→ **Task to complete**: After finding the line with "filename src/main.rs" in the data below, set down exactly each line through the one with "use tracing_subscriber::EnvFilter;", inclusive, and stop there.

→ **Exercise material**:
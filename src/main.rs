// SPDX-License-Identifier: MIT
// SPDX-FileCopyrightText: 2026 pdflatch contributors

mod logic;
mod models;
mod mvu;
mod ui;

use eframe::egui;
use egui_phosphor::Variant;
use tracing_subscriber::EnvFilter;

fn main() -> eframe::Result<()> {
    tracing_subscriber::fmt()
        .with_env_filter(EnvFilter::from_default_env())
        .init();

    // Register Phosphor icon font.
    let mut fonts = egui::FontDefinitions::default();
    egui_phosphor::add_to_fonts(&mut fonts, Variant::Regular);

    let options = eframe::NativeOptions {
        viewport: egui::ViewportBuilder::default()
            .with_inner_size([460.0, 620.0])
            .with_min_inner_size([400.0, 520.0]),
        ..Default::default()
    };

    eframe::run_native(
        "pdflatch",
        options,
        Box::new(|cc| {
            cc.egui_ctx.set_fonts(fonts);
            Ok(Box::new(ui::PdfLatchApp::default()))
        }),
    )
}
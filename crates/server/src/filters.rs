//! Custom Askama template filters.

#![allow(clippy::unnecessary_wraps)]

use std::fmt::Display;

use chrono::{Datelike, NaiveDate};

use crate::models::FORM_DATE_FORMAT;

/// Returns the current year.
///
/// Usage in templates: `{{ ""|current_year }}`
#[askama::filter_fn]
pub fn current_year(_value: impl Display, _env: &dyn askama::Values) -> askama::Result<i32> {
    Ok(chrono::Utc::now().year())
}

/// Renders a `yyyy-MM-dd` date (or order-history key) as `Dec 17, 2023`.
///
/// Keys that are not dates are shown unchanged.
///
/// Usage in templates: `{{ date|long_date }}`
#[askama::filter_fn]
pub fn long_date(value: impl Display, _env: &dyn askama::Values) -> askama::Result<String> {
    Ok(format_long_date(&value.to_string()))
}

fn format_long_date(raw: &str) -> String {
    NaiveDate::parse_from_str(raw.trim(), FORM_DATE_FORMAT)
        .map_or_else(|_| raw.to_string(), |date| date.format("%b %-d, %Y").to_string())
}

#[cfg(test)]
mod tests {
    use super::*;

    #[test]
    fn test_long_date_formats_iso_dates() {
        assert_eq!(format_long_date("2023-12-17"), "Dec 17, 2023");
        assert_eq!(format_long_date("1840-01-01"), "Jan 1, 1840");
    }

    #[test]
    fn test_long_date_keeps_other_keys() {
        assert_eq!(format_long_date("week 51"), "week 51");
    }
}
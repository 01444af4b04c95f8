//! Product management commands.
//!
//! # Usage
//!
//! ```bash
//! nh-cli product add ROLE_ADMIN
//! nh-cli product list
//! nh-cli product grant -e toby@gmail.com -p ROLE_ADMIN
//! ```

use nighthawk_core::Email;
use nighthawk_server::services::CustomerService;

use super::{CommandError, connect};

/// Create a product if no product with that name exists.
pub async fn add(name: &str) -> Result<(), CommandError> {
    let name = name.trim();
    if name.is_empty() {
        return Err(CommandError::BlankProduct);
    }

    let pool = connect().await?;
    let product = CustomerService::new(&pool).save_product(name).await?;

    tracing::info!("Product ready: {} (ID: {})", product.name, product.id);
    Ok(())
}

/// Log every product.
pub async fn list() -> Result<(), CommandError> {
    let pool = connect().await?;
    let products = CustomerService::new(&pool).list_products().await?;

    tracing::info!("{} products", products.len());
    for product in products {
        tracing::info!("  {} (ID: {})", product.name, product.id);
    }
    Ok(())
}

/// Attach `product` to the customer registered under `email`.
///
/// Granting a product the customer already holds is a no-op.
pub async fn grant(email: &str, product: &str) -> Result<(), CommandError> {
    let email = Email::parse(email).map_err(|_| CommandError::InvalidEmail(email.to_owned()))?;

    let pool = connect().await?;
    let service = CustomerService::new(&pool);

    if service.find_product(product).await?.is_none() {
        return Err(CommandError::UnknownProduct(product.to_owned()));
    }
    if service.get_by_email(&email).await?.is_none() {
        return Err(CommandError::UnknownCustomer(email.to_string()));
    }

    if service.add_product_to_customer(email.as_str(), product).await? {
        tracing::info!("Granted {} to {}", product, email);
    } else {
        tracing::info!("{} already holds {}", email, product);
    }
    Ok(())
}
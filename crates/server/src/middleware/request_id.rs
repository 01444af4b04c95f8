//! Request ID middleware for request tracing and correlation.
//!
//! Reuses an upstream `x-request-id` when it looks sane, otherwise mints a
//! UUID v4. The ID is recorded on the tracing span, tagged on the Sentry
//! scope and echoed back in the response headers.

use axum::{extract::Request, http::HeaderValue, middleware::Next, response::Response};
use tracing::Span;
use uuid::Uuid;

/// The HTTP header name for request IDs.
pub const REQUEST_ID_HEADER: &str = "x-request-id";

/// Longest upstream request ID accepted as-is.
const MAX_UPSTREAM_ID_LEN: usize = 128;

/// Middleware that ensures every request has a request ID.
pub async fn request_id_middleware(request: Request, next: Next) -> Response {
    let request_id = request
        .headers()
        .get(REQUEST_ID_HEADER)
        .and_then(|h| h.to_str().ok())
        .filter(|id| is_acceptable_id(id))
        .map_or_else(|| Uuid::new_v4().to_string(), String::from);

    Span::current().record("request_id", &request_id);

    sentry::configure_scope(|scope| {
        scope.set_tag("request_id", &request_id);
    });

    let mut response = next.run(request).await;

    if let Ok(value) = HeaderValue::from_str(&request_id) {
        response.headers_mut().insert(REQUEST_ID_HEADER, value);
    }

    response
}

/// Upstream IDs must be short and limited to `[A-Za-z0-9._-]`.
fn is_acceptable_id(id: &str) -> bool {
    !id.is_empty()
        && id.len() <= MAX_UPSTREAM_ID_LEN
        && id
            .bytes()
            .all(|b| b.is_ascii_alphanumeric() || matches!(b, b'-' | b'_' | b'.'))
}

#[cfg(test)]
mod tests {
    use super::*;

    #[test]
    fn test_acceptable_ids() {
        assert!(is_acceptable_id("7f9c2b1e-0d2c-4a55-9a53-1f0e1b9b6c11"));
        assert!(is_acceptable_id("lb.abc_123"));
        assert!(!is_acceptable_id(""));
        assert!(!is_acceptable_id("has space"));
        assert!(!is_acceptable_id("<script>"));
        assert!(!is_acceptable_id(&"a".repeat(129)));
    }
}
--
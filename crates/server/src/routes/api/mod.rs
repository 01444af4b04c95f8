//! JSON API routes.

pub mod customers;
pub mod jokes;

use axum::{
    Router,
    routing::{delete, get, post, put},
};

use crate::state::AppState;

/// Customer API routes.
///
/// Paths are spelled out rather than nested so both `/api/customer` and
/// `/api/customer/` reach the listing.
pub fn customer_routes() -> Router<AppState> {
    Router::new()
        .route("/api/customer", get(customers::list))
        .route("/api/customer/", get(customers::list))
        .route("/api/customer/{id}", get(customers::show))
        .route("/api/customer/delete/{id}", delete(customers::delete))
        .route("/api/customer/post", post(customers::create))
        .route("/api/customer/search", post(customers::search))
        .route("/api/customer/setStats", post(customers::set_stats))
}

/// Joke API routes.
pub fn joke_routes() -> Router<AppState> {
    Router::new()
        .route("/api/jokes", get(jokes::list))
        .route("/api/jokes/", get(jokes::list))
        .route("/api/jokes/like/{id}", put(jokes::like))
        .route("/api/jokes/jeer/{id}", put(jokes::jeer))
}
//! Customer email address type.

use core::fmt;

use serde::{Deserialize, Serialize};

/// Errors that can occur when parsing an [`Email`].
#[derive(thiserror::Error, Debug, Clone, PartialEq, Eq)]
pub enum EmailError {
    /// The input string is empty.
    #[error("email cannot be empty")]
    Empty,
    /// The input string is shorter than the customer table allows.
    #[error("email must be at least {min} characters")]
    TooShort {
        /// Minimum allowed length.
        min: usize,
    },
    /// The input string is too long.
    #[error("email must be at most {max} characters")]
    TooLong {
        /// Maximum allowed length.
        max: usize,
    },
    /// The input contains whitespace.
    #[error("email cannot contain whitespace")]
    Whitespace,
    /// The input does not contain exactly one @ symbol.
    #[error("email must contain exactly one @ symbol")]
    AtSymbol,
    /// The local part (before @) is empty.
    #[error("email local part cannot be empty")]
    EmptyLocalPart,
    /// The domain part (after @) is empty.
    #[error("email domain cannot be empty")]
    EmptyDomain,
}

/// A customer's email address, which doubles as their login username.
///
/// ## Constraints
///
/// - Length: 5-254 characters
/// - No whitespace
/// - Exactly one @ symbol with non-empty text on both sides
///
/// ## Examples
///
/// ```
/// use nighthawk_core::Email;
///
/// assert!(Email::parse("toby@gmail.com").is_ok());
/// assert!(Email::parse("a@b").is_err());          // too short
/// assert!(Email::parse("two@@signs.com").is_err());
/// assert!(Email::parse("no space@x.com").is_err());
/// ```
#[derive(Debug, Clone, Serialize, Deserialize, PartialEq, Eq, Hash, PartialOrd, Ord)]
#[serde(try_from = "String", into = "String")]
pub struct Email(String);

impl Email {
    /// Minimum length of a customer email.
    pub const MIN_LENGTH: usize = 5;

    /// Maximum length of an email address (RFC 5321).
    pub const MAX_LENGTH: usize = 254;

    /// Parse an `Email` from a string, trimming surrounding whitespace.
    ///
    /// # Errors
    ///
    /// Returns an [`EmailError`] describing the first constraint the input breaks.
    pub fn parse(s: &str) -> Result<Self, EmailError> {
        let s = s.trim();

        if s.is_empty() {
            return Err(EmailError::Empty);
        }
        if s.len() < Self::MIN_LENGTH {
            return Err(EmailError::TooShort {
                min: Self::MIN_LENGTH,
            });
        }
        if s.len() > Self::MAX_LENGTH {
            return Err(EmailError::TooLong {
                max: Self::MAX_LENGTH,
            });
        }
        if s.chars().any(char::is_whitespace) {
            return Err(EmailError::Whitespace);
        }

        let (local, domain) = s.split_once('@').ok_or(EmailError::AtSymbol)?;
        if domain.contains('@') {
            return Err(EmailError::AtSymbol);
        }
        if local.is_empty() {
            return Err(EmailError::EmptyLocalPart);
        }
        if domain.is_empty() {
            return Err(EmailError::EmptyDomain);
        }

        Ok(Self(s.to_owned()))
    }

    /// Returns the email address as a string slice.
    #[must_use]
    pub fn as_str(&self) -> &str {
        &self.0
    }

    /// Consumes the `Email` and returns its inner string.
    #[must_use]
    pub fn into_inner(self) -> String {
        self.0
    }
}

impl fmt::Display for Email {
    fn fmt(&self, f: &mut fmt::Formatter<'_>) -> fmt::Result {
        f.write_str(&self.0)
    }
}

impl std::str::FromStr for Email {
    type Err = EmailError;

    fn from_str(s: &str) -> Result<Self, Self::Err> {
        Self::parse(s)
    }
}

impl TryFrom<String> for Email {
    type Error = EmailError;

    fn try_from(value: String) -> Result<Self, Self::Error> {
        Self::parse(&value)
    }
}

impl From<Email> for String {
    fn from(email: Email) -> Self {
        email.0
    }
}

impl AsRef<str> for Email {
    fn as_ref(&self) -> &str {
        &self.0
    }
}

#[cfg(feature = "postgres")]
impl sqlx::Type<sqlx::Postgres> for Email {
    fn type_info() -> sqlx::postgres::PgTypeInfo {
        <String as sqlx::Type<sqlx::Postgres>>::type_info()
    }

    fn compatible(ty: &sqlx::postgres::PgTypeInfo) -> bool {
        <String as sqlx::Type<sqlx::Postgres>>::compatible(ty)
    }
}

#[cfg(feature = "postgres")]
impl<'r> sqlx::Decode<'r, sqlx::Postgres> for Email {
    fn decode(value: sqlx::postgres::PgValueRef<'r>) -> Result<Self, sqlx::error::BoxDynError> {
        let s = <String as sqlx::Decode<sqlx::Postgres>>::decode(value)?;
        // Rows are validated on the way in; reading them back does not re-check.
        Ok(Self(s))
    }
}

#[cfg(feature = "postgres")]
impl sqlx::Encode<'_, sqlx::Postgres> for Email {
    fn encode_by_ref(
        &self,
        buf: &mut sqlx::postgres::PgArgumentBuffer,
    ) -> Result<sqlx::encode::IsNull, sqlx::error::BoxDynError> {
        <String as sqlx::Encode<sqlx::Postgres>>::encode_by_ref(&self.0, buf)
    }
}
---
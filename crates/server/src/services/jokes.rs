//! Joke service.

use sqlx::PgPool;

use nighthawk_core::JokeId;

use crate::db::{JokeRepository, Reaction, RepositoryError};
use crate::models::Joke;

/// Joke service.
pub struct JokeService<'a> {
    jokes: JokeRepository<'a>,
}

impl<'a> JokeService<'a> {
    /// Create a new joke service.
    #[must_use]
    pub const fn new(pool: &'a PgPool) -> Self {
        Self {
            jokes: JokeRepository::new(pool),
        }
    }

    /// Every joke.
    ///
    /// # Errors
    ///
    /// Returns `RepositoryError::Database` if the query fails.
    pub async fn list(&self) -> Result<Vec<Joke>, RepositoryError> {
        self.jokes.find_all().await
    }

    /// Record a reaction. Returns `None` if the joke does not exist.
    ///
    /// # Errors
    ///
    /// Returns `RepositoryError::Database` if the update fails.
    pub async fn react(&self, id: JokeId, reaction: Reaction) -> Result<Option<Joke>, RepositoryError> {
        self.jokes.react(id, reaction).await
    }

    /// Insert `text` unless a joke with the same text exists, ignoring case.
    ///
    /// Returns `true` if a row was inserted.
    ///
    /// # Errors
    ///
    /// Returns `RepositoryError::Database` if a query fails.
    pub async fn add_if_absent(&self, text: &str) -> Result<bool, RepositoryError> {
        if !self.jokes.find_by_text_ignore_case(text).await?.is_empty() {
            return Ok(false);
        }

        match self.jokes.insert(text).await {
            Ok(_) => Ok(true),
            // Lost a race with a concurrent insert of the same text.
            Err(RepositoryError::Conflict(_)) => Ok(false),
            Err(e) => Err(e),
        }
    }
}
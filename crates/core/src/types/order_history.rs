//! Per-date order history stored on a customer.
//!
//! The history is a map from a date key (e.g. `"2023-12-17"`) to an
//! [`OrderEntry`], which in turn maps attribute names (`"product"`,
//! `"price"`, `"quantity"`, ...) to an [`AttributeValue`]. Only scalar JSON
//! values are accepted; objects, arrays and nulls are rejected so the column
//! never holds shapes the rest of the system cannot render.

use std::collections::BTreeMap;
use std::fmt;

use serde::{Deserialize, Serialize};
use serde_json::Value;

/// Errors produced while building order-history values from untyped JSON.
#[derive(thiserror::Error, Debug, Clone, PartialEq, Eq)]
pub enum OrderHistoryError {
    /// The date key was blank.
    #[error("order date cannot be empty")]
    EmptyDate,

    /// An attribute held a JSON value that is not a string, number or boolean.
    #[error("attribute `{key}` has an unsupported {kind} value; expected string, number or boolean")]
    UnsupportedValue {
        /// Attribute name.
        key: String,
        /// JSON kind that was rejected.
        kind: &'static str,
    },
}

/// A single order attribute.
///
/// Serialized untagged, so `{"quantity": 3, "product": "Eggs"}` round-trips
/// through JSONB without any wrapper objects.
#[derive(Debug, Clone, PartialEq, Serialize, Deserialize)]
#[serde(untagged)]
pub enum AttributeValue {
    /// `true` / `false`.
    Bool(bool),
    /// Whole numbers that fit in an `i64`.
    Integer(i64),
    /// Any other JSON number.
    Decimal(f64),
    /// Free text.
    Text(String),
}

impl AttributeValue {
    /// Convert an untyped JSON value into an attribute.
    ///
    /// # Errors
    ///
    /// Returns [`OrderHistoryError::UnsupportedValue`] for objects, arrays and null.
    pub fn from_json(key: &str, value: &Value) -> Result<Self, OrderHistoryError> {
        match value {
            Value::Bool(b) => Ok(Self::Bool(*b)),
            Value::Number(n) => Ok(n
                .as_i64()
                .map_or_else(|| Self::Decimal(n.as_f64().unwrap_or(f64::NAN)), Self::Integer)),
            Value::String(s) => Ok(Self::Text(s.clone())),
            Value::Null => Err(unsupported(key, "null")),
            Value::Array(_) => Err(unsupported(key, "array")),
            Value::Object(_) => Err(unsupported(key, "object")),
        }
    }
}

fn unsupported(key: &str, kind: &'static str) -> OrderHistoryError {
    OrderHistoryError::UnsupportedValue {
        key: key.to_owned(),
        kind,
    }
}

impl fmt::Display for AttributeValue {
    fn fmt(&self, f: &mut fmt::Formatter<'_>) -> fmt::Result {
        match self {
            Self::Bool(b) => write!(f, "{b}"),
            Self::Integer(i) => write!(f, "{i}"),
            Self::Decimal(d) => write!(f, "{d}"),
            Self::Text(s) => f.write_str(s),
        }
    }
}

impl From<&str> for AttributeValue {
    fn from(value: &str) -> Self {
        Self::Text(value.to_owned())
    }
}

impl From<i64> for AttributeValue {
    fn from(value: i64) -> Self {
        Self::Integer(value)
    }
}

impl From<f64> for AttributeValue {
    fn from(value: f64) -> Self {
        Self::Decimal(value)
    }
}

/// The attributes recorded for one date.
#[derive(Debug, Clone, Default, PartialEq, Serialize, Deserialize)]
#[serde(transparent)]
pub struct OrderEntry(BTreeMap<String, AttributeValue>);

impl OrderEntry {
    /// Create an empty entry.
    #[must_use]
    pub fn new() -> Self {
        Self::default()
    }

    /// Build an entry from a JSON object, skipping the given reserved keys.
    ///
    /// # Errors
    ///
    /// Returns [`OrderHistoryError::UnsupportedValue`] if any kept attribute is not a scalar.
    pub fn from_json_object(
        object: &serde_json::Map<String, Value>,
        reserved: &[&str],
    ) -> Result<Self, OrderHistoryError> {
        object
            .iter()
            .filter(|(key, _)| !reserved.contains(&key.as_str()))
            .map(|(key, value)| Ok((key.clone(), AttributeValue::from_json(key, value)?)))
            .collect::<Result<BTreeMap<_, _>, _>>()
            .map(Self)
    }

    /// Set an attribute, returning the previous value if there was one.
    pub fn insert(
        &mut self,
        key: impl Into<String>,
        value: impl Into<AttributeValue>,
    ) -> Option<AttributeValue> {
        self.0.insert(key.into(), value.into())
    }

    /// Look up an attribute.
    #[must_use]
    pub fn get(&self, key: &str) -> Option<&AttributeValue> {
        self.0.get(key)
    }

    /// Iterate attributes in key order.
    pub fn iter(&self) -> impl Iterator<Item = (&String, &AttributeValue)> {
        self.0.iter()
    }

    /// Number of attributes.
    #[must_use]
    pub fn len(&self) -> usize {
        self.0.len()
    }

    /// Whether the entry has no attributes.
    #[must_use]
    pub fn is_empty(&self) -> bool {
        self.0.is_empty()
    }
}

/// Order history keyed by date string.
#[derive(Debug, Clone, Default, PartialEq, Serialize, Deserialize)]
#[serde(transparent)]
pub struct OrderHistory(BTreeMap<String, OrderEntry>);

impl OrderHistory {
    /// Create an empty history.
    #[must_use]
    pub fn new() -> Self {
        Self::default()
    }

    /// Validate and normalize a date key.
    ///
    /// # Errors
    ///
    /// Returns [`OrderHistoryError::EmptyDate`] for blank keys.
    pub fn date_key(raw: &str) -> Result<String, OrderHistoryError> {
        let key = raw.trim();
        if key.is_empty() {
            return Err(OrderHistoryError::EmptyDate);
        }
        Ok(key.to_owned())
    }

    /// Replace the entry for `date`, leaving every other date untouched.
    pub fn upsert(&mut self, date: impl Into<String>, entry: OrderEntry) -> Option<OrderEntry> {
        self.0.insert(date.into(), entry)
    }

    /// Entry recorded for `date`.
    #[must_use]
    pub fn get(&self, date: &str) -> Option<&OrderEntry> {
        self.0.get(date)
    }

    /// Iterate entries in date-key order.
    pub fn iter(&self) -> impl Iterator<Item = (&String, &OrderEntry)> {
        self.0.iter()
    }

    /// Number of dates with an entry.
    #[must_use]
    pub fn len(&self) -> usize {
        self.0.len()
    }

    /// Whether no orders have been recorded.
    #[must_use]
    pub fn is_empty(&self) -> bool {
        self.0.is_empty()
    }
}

→ **Task result**:
filename src/main.rs
// SPDX-License-Identifier: MIT
// SPDX-FileCopyrightText: 2026 pdflatch contributors

mod logic;
mod models;
mod mvu;
mod ui;

use eframe::egui;
use egui_phosphor::Variant;
use tracing_subscriber::EnvFilter;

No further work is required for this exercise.